Beni gördüğüne şaşırdığı, yüzünün her ayrıntısından okunuyordu. Kararlılığım, gözlerimden okunuyordu. Bu sefer kovsa da, dövse de gitmeyeceğimin farkındaydı.
Haftalar geçmişti. Beni bir daha görmeyeceğini düşündüğünden adım gibi emindim. Ama yanılıyordu. Her şey onun isteklerine göre olamazdı.
Bir an kalbimde bir sızı hissettim.
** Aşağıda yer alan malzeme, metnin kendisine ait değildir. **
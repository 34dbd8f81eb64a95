pub mod authn;
pub mod code;
pub mod config;
pub mod connections;
pub mod controller;
pub mod errors;
pub mod gate;
pub mod logs;
pub mod permission;
pub mod probe;
pub mod request;
pub mod response;
pub mod restful;
pub mod route;
pub mod verb;
pub mod whitelist;

pub use errors::GateError;
pub use gate::{Gate, GateBuilder, GateState, Outcome};
pub use request::Request;
pub use response::Response;
pub use route::{RouteInfo, Router};
pub use verb::HttpVerb;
Mavi gözlerindeki pırıltı yerini yorgun, ışıltısız bir maviye bırakmıştı. Yüzü süzülmüştü, zayıflamıştı. Üstünde yeşil bir mont vardı. Dışarı çıkacaktı demek.. Son anda yakalamıştım öyleyse.
Tek bir noktaya odaklanmış, hipnotize olmuş gibiydi. Dikkatini çekmek için ellerimi havaya kaldırıp yüzüne doğru salladım. Dikkatini bana vermesini sağlayabilmiştim.
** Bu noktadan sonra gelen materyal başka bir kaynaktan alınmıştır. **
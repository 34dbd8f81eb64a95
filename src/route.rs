use crate::verb::HttpVerb;

/// Resolved target of a request.
///
/// An empty `controller` means no route matched the path.
#[derive(Debug, Clone, PartialEq, Eq)]
pub struct RouteInfo {
    pub verb: HttpVerb,
    pub controller: String,
    pub method: String,
    pub resource_id: Option<String>,

    /// Verb-free handler stem, `Widget` for `getWidget`.
    pub base: String,
}

impl RouteInfo {
    pub fn unmatched(verb: HttpVerb) -> Self {
        Self {
            verb,
            controller: String::new(),
            method: String::new(),
            resource_id: None,
            base: String::new(),
        }
    }

    pub fn is_matched(&self) -> bool {
        !self.controller.is_empty()
    }
}

/// Turns `verb + path` into a [`RouteInfo`].
///
/// Paths look like `/{controller}[/{id}[/{sub}]]`, below an optional prefix:
/// - `GET /widgets` -> `getWidgets`
/// - `GET /widgets/5` -> `getWidget`, id `5`
/// - `PUT /widgets/5/parts` -> `putWidgetParts`, id `5`
#[derive(Debug, Clone, Default)]
pub struct Router {
    prefix: String,
}

impl Router {
    pub fn new(prefix: impl AsRef<str>) -> Self {
        let prefix = prefix.as_ref().trim_matches('/');
        let prefix = if prefix.is_empty() {
            String::new()
        } else {
            format!("/{prefix}")
        };
        Self { prefix }
    }

    pub fn resolve(&self, verb: HttpVerb, path: &str) -> RouteInfo {
        let path = match self.strip_prefix(path) {
            Some(path) => path.trim_matches('/'),
            None => return RouteInfo::unmatched(verb),
        };
        if path.is_empty() {
            return RouteInfo::unmatched(verb);
        }

        let parts: Vec<&str> = path.split('/').collect();
        if parts.iter().any(|part| part.is_empty()) {
            return RouteInfo::unmatched(verb);
        }

        let (controller, id, base) = match parts.as_slice() {
            [controller] => (*controller, None, pascal(controller)),
            [controller, id] => (*controller, Some(*id), pascal(singular(controller))),
            [controller, id, sub] => {
                let base = format!("{}{}", pascal(singular(controller)), pascal(sub));
                (*controller, Some(*id), base)
            }
            _ => return RouteInfo::unmatched(verb),
        };

        RouteInfo {
            verb,
            controller: controller.to_string(),
            method: verb.method_name(&base),
            resource_id: id.map(String::from),
            base,
        }
    }

    fn strip_prefix<'a>(&self, path: &'a str) -> Option<&'a str> {
        if self.prefix.is_empty() {
            return Some(path);
        }
        let rest = path.strip_prefix(&self.prefix)?;
        if rest.is_empty() || rest.starts_with('/') {
            Some(rest)
        } else {
            None
        }
    }
}

fn singular(word: &str) -> &str {
    if word.len() > 1 {
        if let Some(stem) = word.strip_suffix('s') {
            return stem;
        }
    }
    word
}

fn pascal(word: &str) -> String {
    let mut result = String::with_capacity(word.len());
    for part in word.split(['-', '_']) {
        let mut chars = part.chars();
        if let Some(first) = chars.next() {
            result.extend(first.to_uppercase());
            result.push_str(chars.as_str());
        }
    }
    result
}

#[cfg(test)]
mod tests {
    use super::*;

    #[test]
    fn test_resolve_item() {
        let router = Router::default();
        let route = router.resolve(HttpVerb::Get, "/widgets/5");
        assert_eq!(route.controller, "widgets");
        assert_eq!(route.method, "getWidget");
        assert_eq!(route.resource_id.as_deref(), Some("5"));
        assert_eq!(route.base, "Widget");
        assert_eq!(route.verb, HttpVerb::Get);
    }

    #[test]
    fn test_resolve_collection_and_sub() {
        let router = Router::default();

        let route = router.resolve(HttpVerb::Post, "/widgets/");
        assert_eq!(route.method, "postWidgets");
        assert_eq!(route.resource_id, None);

        let route = router.resolve(HttpVerb::Put, "widgets/5/spare-parts");
        assert_eq!(route.method, "putWidgetSpareParts");
        assert_eq!(route.resource_id.as_deref(), Some("5"));

        let route = router.resolve(HttpVerb::Get, "/user_groups/me");
        assert_eq!(route.controller, "user_groups");
        assert_eq!(route.method, "getUserGroup");
        assert_eq!(route.resource_id.as_deref(), Some("me"));
    }

    #[test]
    fn test_resolve_unmatched() {
        let router = Router::default();
        assert!(!router.resolve(HttpVerb::Get, "/").is_matched());
        assert!(!router.resolve(HttpVerb::Get, "").is_matched());
        assert!(!router.resolve(HttpVerb::Get, "/a/b/c/d").is_matched());
        assert!(!router.resolve(HttpVerb::Get, "/a//b").is_matched());
    }

    #[test]
    fn test_resolve_prefix() {
        let router = Router::new("/api/");
        let route = router.resolve(HttpVerb::Delete, "/api/widgets/7");
        assert_eq!(route.controller, "widgets");
        assert_eq!(route.method, "deleteWidget");

        assert!(!router.resolve(HttpVerb::Get, "/apix/widgets").is_matched());
        assert!(!router.resolve(HttpVerb::Get, "/widgets").is_matched());
        assert!(!router.resolve(HttpVerb::Get, "/api").is_matched());
    }

    #[test]
    fn test_singular() {
        assert_eq!(singular("widgets"), "widget");
        assert_eq!(singular("s"), "s");
        assert_eq!(singular("data"), "data");
    }
}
''Beni içeri davet etmeyecek misin Sonat?''
''Imm.. Ben.. Ş-Şu an pek müsait değilim Ada, başka bir zaman.'' Her ne kadar o sert ifadesini kazanmaya çalışsa da, pek başarılı olamıyordu. Bir türlü dikkatini toplayamıyordu. Doğru dürüst yemek yediğinden bile şüpheliydim.
Onu kenara itip içeri girdim. Bu sefer kararlıydım. Geri dönüş yoktu.
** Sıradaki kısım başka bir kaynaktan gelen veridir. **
use std::collections::HashMap;

/// Credentials carried by an `Authorization` header, split into scheme and
/// parameters.
#[derive(Debug, Clone, PartialEq, Eq)]
pub struct AuthChallenge {
    pub scheme: String,
    pub parameters: Parameters,
}

/// The two shapes a challenge's data can take.
#[derive(Debug, Clone, PartialEq, Eq)]
pub enum Parameters {
    /// The data had no usable delimiters and is kept whole, e.g. a base64
    /// credential or an opaque bearer token.
    Token(String),

    /// `key=value` pairs plus any values that carried no key, in header order.
    Fields {
        named: HashMap<String, String>,
        values: Vec<String>,
    },
}

impl Parameters {
    pub fn token(&self) -> Option<&str> {
        match self {
            Parameters::Token(token) => Some(token),
            Parameters::Fields { .. } => None,
        }
    }

    pub fn get(&self, key: &str) -> Option<&str> {
        match self {
            Parameters::Token(_) => None,
            Parameters::Fields { named, .. } => named.get(key).map(String::as_str),
        }
    }

    pub fn values(&self) -> &[String] {
        match self {
            Parameters::Token(_) => &[],
            Parameters::Fields { values, .. } => values,
        }
    }
}

impl AuthChallenge {
    /// Parses `<scheme> <data>`.
    ///
    /// `data` is split on commas. A part is a keyed parameter when it holds an
    /// `=` that is not trailing base64 padding; everything else is kept as an
    /// unkeyed value. A lone unkeyed value that is the whole `data` becomes
    /// [`Parameters::Token`].
    pub fn parse(header: &str) -> Self {
        let (scheme, data) = match header.split_once(' ') {
            Some((scheme, data)) => (scheme, data),
            None => (header, ""),
        };

        let mut named = HashMap::new();
        let mut values = Vec::new();
        for part in data.split(',') {
            match split_parameter(part) {
                Some((key, value)) => {
                    named.insert(key.to_string(), value.to_string());
                }
                None => values.push(part.to_string()),
            }
        }

        let parameters = if named.is_empty() && values.len() == 1 && values[0] == data {
            Parameters::Token(data.to_string())
        } else {
            Parameters::Fields { named, values }
        };

        Self {
            scheme: scheme.to_string(),
            parameters,
        }
    }
}

fn split_parameter(part: &str) -> Option<(&str, &str)> {
    let pos = part.find('=')?;
    let len = part.len();
    // `abc=` and `ab==` are padding, not `key=value`.
    if (pos == len - 1 || pos == len - 2) && part.ends_with('=') {
        return None;
    }

    let (key, value) = (&part[..pos], &part[pos + 1..]);
    Some((key.trim(), value.trim_matches('"')))
}
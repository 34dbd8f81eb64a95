use crate::verb::HttpVerb;

pub const HEADER_AUTHORIZATION: &str = "Authorization";

/// What the gate needs to know about an incoming request.
#[derive(Debug, Clone, PartialEq, Eq)]
pub struct Request {
    pub verb: HttpVerb,
    pub path: String,
    pub authorization: Option<String>,
}

impl Request {
    pub fn new(verb: HttpVerb, path: impl Into<String>) -> Self {
        Self {
            verb,
            path: path.into(),
            authorization: None,
        }
    }

    pub fn with_authorization(mut self, value: impl Into<String>) -> Self {
        self.authorization = Some(value.into());
        self
    }

    /// The `Authorization` value, treating a blank header as absent.
    pub fn authorization(&self) -> Option<&str> {
        let value = self.authorization.as_deref()?.trim();
        if value.is_empty() {
            return None;
        }
        Some(value)
    }
}

#[cfg(test)]
mod tests {
    use super::*;

    #[test]
    fn test_authorization() {
        let req = Request::new(HttpVerb::Get, "/widgets");
        assert_eq!(req.authorization(), None);

        let req = req.with_authorization("   ");
        assert_eq!(req.authorization(), None);

        let req = Request::new(HttpVerb::Get, "/widgets").with_authorization(" Basic abc ");
        assert_eq!(req.authorization(), Some("Basic abc"));
    }
}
''O zaman ben de burada oturup, sen müsait olana kadar beklerim, Sonat.''
İlk defa dikkatimi bu eve vermeyi başarabilmiştim. Ev dışarıdan göründüğünden daha küçüktü. Eşyalar zevkle döşenmişti ve gayet moderndi. Herhangi bir şaşa ya da antik unsur yoktu.
Dışarıdan Amerikan dizilerindeki villalara benzese de içi sıradan bir apartman dairesi gibi döşenmişti. En çok dikkatimi çeken şey ise, evdeki her şeyin mavi ve beyaz ağırlıklı olmasıydı. Kendi kendime gülümsedim. Tıpkı gözleri gibi, mavi.
Derin bir nefes aldı. Vazgeçmeye niyetim olmadığını anlayarak karşımdaki koltuğa oturdu.
''Pekâlâ. Seni dinliyorum, Ada.''
Oturduğum koltukta dikleşerek gözlerine baktım.
'' Benden neden bu kadar korktuğunu ve neden bana bu kadar kızgın olduğunu merak ediyorum. ''
''Off Ada, burada oturup bu aptal sorularına cevap verecek değilim.'' Yerinden kalkıp kapıya doğru yönelmişti ki koltuktan fırlayarak kolunu tuttum. Ve o an.. Sanki aramızda bir şimşek çakmış gibi ikimiz de kollarımızı uzaklaştırdık. O da hissediyordu. Aramızda bir ateş, bir çekim vardı. Daha ne kadar kaçabilirdi?
''Sonat, lütfen.''
Pes etmiş gibi bir kez daha koltuğa oturdu. Midemde yine garip şeyler hissetmeye başladım. Ama bu sefer kesinlikle Sonat yüzünden değildi.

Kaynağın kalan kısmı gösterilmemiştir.